Each entry has to be copied exactly, with nothing missed.

═════ Data extracts ═════

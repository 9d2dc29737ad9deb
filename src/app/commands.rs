use super::App;
use crate::controller::{Action, Level};

#[derive(Debug, PartialEq, Eq)]
enum Command<'a> {
    Quit,
    Search(&'a str),
    Clear,
    View(&'a str),
    Back,
    Download,
    Apply,
    Info,
    Upload(&'a str),
    Go(&'a str),
    Help,
    Unknown(String),
}

fn parse_command(input: &str) -> Option<Command<'_>> {
    let trimmed = input.trim();
    if trimmed.is_empty() {
        return None;
    }

    let mut words = trimmed.split_whitespace();
    let name = words.next()?;
    let command = name.to_ascii_lowercase();
    let args = trimmed[name.len()..].trim();

    Some(match command.as_str() {
        "q" | "quit" | "exit" => Command::Quit,
        "s" | "search" | "find" => Command::Search(args),
        "c" | "clear" => Command::Clear,
        "v" | "view" | "open" => Command::View(args),
        "b" | "back" => Command::Back,
        "d" | "download" => Command::Download,
        "a" | "apply" => Command::Apply,
        "i" | "info" => Command::Info,
        "u" | "upload" => Command::Upload(args),
        "go" | "g" => Command::Go(args),
        "h" | "help" => Command::Help,
        _ => Command::Unknown(command),
    })
}

impl App {
    /// Enter command mode.
    pub fn enter_command_mode(&mut self) {
        self.ui.command_mode = true;
        self.ui.command_buffer.clear();
    }

    /// Enter command mode with `prefix` already typed.
    pub fn enter_command_mode_with(&mut self, prefix: &str) {
        self.enter_command_mode();
        self.ui.command_buffer.push_str(prefix);
    }

    /// Exit command mode without executing.
    pub fn exit_command_mode(&mut self) {
        self.ui.command_mode = false;
        self.ui.command_buffer.clear();
    }

    pub fn command_input(&mut self, c: char) {
        self.ui.command_buffer.push(c);
    }

    pub fn command_backspace(&mut self) {
        self.ui.command_buffer.pop();
    }

    /// Execute the current command.
    pub fn execute_command(&mut self) {
        let cmd = self.ui.command_buffer.trim().to_string();
        self.ui.command_mode = false;
        self.ui.command_buffer.clear();

        let Some(command) = parse_command(&cmd) else {
            return;
        };

        match command {
            Command::Quit => self.ui.should_quit = true,
            Command::Search(query) => self.set_query(query),
            Command::Clear => self.clear_search(),
            Command::View("") => self.open_highlighted(),
            Command::View(name) => self.open_by_name(name),
            Command::Back => self.dispatch(Action::Back),
            Command::Download => self.dispatch(Action::Download),
            Command::Apply => self.dispatch(Action::Apply),
            Command::Info => self.dispatch(Action::Info),
            Command::Upload(path) => self.upload(path),
            Command::Go(args) => {
                let moved = args.parse::<usize>().is_ok_and(|n| self.go_to_entry(n));
                if !moved {
                    self.set_status(Level::Warning, format!("No entry {}", args));
                }
            }
            Command::Help => self.ui.show_help = true,
            Command::Unknown(command) => {
                self.set_status(Level::Warning, format!("Unknown command: {}", command));
            }
        }
    }
}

═════

Answer section:
repository 9d2dc29737ad9deb
filename src/app/commands.rs
use super::App;
use crate::controller::{Action, Level};

#[derive(Debug, PartialEq, Eq)]
enum Command<'a> {
    Quit,
    Search(&'a str),
    Clear,
    View(&'a str),
    Back,
    Download,
    Apply,
    Info,
    Upload(&'a str),
    Go(&'a str),
    Help,
    Unknown(String),
}

fn parse_command(input: &str) -> Option<Command<'_>> {
    let trimmed = input.trim();
    if trimmed.is_empty() {
        return None;
    }

    let mut words = trimmed.split_whitespace();
    let name = words.next()?;
    let command = name.to_ascii_lowercase();
    let args = trimmed[name.len()..].trim();

    Some(match command.as_str() {
        "q" | "quit" | "exit" => Command::Quit,
        "s" | "search" | "find" => Command::Search(args),
        "c" | "clear" => Command::Clear,
        "v" | "view" | "open" => Command::View(args),
        "b" | "back" => Command::Back,
        "d" | "download" => Command::Download,
        "a" | "apply" => Command::Apply,
        "i" | "info" => Command::Info,
        "u" | "upload" => Command::Upload(args),
        "go" | "g" => Command::Go(args),
        "h" | "help" => Command::Help,
        _ => Command::Unknown(command),
    })
}

impl App {
    /// Enter command mode.
    pub fn enter_command_mode(&mut self) {
        self.ui.command_mode = true;
        self.ui.command_buffer.clear();
    }

    /// Enter command mode with `prefix` already typed.
    pub fn enter_command_mode_with(&mut self, prefix: &str) {
        self.enter_command_mode();
        self.ui.command_buffer.push_str(prefix);
    }

    /// Exit command mode without executing.
    pub fn exit_command_mode(&mut self) {
        self.ui.command_mode = false;
        self.ui.command_buffer.clear();
    }

    pub fn command_input(&mut self, c: char) {
        self.ui.command_buffer.push(c);
    }

    pub fn command_backspace(&mut self) {
        self.ui.command_buffer.pop();
    }

    /// Execute the current command.
    pub fn execute_command(&mut self) {
        let cmd = self.ui.command_buffer.trim().to_string();
        self.ui.command_mode = false;
        self.ui.command_buffer.clear();

        let Some(command) = parse_command(&cmd) else {
            return;
        };

        match command {
            Command::Quit => self.ui.should_quit = true,
            Command::Search(query) => self.set_query(query),
            Command::Clear => self.clear_search(),
            Command::View("") => self.open_highlighted(),
            Command::View(name) => self.open_by_name(name),
            Command::Back => self.dispatch(Action::Back),
            Command::Download => self.dispatch(Action::Download),
            Command::Apply => self.dispatch(Action::Apply),
            Command::Info => self.dispatch(Action::Info),
            Command::Upload(path) => self.upload(path),
            Command::Go(args) => {
                let moved = args.parse::<usize>().is_ok_and(|n| self.go_to_entry(n));
                if !moved {
                    self.set_status(Level::Warning, format!("No entry {}", args));
                }
            }
            Command::Help => self.ui.show_help = true,
            Command::Unknown(command) => {
                self.set_status(Level::Warning, format!("Unknown command: {}", command));
            }
        }
    }
}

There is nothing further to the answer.